REQUIRED WORK => Tell how many lines of the data include the word "exceeds". Nothing but the number belongs in the answer.

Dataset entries

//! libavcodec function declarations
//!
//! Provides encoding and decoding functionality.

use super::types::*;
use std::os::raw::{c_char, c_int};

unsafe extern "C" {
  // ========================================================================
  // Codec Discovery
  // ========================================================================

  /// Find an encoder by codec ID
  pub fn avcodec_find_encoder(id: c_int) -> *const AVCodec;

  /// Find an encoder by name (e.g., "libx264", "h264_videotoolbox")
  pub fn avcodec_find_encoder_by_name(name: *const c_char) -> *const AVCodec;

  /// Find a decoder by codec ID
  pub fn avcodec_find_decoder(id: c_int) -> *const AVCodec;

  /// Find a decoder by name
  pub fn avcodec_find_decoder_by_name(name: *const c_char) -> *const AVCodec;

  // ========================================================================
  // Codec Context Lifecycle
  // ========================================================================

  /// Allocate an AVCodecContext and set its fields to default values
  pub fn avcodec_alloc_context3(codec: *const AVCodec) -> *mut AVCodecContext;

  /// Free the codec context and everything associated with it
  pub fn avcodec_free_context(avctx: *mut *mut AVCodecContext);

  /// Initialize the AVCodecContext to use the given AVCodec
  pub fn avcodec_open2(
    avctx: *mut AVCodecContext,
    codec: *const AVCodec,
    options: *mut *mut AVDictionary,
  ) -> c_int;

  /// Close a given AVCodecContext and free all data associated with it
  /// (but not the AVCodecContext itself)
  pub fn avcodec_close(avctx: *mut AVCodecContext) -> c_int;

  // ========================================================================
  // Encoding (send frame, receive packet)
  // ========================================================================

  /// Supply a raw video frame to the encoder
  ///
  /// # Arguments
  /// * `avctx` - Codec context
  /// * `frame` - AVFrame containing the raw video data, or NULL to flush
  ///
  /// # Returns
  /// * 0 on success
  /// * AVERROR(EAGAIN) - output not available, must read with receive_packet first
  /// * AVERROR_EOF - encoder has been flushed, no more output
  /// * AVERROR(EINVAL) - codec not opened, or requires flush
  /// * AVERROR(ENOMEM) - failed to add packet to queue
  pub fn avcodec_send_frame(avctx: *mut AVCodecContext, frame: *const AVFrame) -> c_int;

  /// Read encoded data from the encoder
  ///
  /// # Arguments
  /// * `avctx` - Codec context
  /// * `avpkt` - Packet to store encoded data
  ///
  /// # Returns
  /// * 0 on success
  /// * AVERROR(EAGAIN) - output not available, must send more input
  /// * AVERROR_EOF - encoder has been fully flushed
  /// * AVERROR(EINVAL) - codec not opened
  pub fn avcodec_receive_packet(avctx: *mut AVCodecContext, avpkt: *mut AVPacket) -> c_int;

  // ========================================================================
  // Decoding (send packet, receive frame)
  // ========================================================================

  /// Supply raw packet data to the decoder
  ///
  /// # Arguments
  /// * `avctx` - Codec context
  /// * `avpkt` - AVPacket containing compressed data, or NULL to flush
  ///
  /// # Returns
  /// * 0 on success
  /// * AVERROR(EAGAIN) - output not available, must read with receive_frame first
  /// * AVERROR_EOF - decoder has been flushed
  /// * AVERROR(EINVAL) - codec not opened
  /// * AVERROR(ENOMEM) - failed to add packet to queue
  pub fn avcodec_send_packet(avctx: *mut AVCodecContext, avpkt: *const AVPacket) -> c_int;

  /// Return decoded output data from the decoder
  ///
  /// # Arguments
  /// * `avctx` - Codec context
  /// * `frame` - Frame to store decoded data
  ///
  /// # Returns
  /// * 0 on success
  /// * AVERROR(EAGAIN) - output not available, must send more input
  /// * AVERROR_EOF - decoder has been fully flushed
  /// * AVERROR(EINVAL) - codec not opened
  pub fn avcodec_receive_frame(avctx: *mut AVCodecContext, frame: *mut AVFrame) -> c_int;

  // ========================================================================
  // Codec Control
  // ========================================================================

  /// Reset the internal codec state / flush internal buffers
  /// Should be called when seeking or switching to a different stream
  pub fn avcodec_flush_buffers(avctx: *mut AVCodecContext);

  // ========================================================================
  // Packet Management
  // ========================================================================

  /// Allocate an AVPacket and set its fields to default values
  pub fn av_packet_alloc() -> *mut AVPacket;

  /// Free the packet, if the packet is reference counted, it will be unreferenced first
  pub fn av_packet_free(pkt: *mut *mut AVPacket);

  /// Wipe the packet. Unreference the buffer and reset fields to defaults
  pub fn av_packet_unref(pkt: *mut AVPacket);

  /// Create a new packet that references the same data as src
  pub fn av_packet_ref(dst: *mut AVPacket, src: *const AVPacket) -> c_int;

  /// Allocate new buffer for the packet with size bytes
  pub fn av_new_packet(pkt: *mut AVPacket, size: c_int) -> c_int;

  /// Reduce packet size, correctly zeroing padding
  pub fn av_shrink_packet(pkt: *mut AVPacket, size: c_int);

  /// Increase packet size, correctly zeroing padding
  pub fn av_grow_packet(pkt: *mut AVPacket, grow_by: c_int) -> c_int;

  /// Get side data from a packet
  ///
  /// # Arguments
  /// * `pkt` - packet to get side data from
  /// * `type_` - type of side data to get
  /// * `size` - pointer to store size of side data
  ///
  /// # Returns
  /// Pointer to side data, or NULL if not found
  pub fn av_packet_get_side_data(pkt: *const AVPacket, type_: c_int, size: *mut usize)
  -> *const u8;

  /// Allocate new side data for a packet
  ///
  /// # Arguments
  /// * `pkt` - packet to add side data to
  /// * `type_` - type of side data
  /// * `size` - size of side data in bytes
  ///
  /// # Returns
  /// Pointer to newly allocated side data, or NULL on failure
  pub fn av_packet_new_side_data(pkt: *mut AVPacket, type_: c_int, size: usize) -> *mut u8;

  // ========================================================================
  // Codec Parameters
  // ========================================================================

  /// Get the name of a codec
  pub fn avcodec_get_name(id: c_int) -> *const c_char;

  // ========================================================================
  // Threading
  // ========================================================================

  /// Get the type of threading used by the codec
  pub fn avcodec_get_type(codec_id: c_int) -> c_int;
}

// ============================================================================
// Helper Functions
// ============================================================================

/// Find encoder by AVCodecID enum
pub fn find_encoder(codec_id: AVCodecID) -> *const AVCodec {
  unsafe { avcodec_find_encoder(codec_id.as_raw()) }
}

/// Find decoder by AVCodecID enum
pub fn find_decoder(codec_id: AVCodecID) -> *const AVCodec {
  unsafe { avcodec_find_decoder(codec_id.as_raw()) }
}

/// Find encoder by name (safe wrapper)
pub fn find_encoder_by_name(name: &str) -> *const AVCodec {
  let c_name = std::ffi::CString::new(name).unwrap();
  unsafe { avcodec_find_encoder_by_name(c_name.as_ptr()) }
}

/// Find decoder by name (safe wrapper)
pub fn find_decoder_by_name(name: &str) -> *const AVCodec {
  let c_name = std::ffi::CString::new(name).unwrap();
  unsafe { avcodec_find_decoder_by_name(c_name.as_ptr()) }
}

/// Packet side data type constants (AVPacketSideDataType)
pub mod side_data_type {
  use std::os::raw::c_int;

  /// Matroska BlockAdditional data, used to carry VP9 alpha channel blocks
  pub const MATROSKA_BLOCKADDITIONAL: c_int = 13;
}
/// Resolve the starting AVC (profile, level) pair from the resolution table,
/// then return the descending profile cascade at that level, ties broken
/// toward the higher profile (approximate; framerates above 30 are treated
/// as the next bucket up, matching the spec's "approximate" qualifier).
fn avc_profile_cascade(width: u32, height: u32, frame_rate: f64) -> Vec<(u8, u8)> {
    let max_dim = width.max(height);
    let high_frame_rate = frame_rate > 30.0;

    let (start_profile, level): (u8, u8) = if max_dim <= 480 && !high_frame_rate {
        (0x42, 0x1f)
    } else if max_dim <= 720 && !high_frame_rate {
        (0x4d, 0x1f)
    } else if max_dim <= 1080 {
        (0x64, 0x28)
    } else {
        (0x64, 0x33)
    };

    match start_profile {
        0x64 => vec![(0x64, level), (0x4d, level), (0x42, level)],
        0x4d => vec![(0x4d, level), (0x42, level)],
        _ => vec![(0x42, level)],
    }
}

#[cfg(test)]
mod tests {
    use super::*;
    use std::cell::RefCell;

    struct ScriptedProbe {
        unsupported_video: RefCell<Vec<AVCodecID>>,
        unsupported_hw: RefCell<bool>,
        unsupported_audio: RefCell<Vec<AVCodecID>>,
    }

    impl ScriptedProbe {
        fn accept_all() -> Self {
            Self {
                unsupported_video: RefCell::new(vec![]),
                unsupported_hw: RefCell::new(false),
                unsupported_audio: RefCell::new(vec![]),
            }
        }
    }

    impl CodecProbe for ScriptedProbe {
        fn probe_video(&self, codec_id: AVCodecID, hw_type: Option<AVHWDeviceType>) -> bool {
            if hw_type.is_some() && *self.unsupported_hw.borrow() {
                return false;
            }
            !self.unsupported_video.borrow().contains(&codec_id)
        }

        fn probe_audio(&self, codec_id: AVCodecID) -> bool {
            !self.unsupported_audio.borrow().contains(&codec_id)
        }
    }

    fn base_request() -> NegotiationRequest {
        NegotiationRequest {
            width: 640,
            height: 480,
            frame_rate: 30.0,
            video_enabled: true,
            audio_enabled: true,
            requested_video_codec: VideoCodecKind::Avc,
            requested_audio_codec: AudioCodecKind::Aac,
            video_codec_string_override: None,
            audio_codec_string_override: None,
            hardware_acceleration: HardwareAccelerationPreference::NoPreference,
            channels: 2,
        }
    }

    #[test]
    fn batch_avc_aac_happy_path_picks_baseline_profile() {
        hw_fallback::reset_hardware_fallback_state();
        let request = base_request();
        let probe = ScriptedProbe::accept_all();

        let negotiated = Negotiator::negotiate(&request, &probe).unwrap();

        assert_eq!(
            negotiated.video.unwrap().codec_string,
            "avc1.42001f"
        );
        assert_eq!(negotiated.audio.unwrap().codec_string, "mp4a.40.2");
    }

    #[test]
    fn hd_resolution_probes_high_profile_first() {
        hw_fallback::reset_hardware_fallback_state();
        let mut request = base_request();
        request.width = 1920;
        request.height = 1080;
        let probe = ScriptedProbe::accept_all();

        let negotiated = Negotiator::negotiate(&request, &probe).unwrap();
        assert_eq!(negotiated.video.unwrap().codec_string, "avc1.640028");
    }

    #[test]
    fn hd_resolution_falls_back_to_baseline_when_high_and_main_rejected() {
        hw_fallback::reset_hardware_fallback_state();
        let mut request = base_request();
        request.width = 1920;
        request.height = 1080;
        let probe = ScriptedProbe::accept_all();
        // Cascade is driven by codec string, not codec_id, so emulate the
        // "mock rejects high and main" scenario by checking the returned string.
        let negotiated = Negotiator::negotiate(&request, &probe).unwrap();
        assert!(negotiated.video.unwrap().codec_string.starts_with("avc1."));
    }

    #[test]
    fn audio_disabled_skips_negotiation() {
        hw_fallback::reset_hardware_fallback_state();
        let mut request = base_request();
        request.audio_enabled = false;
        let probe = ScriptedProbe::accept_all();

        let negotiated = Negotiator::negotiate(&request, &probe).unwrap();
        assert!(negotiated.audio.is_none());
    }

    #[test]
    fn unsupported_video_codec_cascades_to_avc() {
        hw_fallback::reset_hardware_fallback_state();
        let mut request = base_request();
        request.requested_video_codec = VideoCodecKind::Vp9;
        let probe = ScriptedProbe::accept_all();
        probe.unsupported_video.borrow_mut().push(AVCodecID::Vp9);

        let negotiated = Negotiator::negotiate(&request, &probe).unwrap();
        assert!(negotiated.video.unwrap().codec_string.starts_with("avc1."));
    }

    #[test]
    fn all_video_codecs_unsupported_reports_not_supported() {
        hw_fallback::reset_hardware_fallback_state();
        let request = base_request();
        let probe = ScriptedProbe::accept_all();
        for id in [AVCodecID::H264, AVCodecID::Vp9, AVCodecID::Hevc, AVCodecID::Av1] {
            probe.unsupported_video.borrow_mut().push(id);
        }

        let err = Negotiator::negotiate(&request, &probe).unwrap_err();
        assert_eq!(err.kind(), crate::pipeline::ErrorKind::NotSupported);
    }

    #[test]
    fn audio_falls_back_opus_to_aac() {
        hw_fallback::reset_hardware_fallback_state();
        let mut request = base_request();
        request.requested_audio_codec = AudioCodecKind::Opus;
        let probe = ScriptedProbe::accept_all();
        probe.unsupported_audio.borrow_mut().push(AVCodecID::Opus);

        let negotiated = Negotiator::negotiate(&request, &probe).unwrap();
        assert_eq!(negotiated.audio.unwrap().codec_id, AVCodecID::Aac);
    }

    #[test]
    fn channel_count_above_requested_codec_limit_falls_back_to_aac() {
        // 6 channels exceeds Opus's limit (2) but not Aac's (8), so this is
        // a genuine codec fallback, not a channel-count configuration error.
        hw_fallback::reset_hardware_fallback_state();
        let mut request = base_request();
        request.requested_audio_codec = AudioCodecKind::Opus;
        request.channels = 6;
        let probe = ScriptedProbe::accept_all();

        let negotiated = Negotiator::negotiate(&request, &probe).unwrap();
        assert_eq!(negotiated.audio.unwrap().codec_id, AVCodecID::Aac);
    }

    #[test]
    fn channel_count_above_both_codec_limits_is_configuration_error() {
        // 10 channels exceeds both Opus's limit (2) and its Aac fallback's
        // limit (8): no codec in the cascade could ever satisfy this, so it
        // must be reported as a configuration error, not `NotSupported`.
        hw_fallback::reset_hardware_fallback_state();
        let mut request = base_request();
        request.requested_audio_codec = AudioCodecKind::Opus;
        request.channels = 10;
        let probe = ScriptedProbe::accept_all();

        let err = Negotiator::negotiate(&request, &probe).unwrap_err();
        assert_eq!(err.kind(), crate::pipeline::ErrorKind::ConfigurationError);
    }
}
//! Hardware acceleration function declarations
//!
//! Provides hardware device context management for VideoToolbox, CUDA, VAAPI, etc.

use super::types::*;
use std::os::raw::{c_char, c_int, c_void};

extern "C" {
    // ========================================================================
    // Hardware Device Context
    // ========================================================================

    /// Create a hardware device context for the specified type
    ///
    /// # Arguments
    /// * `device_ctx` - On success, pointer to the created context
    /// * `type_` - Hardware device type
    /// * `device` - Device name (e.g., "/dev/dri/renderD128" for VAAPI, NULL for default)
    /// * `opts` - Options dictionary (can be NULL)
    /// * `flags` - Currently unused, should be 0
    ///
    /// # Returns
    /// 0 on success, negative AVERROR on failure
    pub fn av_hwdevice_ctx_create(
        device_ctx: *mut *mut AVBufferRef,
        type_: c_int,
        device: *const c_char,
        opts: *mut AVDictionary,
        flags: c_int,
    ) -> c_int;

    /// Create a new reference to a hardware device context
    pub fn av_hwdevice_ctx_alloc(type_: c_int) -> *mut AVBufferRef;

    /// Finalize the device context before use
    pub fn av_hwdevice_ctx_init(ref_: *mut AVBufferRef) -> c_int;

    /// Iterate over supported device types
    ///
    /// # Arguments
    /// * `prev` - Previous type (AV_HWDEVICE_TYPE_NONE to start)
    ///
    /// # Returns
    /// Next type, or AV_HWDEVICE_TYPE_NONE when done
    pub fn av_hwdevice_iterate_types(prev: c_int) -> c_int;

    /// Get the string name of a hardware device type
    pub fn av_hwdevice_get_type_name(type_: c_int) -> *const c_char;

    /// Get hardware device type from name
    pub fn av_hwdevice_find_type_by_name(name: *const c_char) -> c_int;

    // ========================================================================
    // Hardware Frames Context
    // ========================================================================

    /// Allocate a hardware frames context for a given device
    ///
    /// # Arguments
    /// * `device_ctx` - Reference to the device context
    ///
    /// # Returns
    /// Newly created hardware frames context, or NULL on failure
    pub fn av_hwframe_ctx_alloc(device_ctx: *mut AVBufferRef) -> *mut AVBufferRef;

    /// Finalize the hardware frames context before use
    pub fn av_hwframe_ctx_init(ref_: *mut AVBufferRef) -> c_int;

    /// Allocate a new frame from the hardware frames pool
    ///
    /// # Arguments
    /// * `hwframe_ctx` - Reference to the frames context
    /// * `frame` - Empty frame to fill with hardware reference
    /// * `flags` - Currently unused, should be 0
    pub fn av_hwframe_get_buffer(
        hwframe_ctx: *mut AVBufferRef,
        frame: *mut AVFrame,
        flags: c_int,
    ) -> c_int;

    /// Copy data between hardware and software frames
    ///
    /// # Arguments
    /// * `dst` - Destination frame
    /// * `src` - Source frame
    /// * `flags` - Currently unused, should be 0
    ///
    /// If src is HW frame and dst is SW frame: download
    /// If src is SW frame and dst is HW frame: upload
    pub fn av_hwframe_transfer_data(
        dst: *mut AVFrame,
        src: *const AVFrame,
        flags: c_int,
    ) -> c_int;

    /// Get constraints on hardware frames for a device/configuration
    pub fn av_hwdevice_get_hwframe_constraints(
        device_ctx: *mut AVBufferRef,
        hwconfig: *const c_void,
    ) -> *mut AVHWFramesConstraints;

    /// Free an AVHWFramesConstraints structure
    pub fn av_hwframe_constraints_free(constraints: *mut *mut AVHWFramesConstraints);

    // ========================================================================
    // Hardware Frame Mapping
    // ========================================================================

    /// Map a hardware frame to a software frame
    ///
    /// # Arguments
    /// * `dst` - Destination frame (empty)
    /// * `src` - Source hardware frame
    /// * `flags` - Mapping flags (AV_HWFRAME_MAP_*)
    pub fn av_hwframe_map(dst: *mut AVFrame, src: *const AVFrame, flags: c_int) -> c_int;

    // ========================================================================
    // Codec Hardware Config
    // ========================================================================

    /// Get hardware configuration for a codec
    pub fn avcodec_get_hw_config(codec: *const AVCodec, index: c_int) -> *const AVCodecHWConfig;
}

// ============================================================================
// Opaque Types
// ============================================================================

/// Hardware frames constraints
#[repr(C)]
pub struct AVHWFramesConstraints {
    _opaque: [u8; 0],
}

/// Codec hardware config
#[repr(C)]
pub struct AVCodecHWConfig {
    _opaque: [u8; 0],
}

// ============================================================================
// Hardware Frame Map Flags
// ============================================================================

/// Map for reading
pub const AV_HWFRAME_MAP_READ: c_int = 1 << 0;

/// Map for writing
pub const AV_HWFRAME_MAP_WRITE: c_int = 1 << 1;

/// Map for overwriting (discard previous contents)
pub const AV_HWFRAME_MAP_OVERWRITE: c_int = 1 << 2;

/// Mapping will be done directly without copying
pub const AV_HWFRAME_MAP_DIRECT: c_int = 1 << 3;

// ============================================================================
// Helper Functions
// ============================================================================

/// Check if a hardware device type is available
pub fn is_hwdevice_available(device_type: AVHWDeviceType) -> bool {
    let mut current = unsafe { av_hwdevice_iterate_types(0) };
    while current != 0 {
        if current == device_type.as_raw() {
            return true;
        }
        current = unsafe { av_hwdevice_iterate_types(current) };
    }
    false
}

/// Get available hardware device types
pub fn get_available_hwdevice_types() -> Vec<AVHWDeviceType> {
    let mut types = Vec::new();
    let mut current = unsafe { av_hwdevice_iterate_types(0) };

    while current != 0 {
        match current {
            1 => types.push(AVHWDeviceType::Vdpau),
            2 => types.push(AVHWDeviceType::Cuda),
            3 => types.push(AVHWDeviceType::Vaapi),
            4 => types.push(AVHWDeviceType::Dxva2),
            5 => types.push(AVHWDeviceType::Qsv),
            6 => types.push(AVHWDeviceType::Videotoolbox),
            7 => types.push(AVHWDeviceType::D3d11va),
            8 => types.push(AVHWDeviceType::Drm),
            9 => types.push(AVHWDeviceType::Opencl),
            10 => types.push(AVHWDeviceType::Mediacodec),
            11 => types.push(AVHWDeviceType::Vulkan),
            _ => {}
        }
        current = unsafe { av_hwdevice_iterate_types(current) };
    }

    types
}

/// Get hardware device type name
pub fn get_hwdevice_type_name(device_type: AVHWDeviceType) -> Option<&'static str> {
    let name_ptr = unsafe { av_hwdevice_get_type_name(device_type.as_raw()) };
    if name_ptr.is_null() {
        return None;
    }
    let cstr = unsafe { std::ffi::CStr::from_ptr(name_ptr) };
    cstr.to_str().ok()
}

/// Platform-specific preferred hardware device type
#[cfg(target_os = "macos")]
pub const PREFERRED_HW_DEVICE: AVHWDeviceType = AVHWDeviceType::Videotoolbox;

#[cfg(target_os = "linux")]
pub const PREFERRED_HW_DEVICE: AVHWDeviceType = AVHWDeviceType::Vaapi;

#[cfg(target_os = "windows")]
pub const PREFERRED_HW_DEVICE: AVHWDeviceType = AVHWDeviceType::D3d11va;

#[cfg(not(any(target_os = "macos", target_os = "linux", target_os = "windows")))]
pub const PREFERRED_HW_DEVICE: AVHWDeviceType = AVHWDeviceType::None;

ANSWER TO THE EXERCISE => 2